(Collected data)
--------

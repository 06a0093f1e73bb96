//! MongoDB operation layer for docbridge
//!
//! This crate provides:
//! - The option-string parser for each operation kind
//! - The `Driver` seam with a `mongodb`-backed and an in-memory implementation
//! - The operation dispatch table and result shaping
//! - The task baton, the worker registry and the `Server` surface

pub mod baton;
pub mod config;
pub mod driver;
pub mod operation;
pub mod options;
pub mod runtime;
pub mod server;

pub use config::{BridgeConfig, DeliveryMode};
pub use driver::{Driver, DriverCursor, MemoryDriver, MongoDriver};
pub use operation::OpKind;
pub use options::OptionKind;
pub use runtime::{Registry, RegistryStats};
pub use server::{Continuation, Reply, Server};

// Re-export for convenience
pub use docbridge_common::{BridgeError, ErrorCode, Result};
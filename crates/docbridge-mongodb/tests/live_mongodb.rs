//! Integration tests against a running MongoDB server.
//!
//! These tests require a MongoDB server to be running.
//! Set DOCBRIDGE_TEST_ADDRESS / DOCBRIDGE_TEST_PORT (default localhost:27017)
//! and run with --ignored.

use docbridge_mongodb::{BridgeConfig, Registry, Server};
use serde_json::{json, Value as JsonValue};
use std::sync::mpsc;
use std::time::Duration;

fn target() -> JsonValue {
    let address = std::env::var("DOCBRIDGE_TEST_ADDRESS").unwrap_or_else(|_| "localhost".to_string());
    let port = std::env::var("DOCBRIDGE_TEST_PORT")
        .ok()
        .and_then(|p| p.parse::<u16>().ok())
        .unwrap_or(27017);
    json!({"address": address, "port": port})
}

fn connect() -> (Registry, Server) {
    let registry = Registry::start(BridgeConfig::default().with_workers(2)).unwrap();
    let server = Server::mongo(&registry);
    let opened = server.open(&[target()], None).unwrap().into_value().unwrap();
    assert_eq!(opened["ok"], json!(true), "open failed: {}", opened);
    (registry, server)
}

#[test]
#[ignore] // Only run with --ignored flag when database is available
fn test_insert_retrieve_remove() {
    let (_registry, server) = connect();
    let ns = json!("docbridge_test.people");

    server.remove(&[ns.clone(), json!({})], None).unwrap();

    let inserted = server
        .insert(&[ns.clone(), json!({"name": "Alice", "age": 30})], None)
        .unwrap()
        .into_value()
        .unwrap();
    assert_eq!(inserted["ok"], json!(true));
    let id = inserted["_id"].as_str().unwrap().to_string();

    let found = server
        .retrieve(&[ns.clone(), json!({"_id": id.clone()})], None)
        .unwrap()
        .into_value()
        .unwrap();
    assert_eq!(found["data"][0]["_id"], json!(id));
    assert_eq!(found["data"][0]["name"], json!("Alice"));

    let removed = server.remove(&[ns.clone(), json!({})], None).unwrap().into_value().unwrap();
    assert_eq!(removed, json!({"ok": true, "result": 0}));

    server.close(&[], None).unwrap();
    assert!(!server.is_open());
}

#[test]
#[ignore]
fn test_async_command_and_index() {
    let (registry, server) = connect();
    let (tx, rx) = mpsc::channel();

    let ping_tx = tx.clone();
    server
        .command(
            &[json!("admin"), json!({"ping": 1})],
            Some(Box::new(move |error, result| {
                ping_tx.send((error, result)).unwrap();
            })),
        )
        .unwrap();
    server
        .create_index(
            &[json!("docbridge_test.people"), json!({"name": 1}), json!("by_name"), json!("MONGO_INDEX_BACKGROUND")],
            Some(Box::new(move |error, result| {
                tx.send((error, result)).unwrap();
            })),
        )
        .unwrap();

    for _ in 0..2 {
        let (error, result) = rx.recv_timeout(Duration::from_secs(10)).unwrap();
        assert!(!error, "operation failed: {}", result);
        assert_eq!(result["ok"], json!(true));
    }
    assert!(registry.wait_idle(Duration::from_secs(10)));
}

#[test]
#[ignore]
fn test_open_unreachable_server_fails() {
    let registry = Registry::start(BridgeConfig::default().with_workers(1)).unwrap();
    let server = Server::new(
        &registry,
        docbridge_mongodb::MongoDriver::new(None).with_connect_timeout(Duration::from_millis(200)),
    );
    let result = server
        .open(&[json!({"address": "127.0.0.1", "port": 1})], None)
        .unwrap()
        .into_value()
        .unwrap();
    assert_eq!(result["ok"], json!(false));
    assert!(!server.is_open());
}
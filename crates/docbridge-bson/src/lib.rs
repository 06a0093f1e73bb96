//! Document model and BSON codec for docbridge
//!
//! The codec works over a closed [`Value`] tree; host adaptation lives in
//! [`host`], identifier helpers in [`object_id`] and the per-task document
//! arena in [`arena`].

pub mod arena;
pub mod codec;
pub mod host;
pub mod object_id;
pub mod value;

pub use arena::{DocHandle, DocumentArena};
pub use codec::{decode_array, decode_document, decode_raw, Encoder, IdBinding, Scope, MAX_DOCUMENT_SIZE};
pub use object_id::IdentifierError;
pub use value::{Document, Value};

/// Identifier field used when the caller supplies no override
pub const DEFAULT_ID_FIELD: &str = "_id";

--------

## PROBLEM DETAILS:
Pull every line containing "JsonValue" from the data.

## YOUR SOLUTION:
use serde_json::{json, Value as JsonValue};
fn target() -> JsonValue {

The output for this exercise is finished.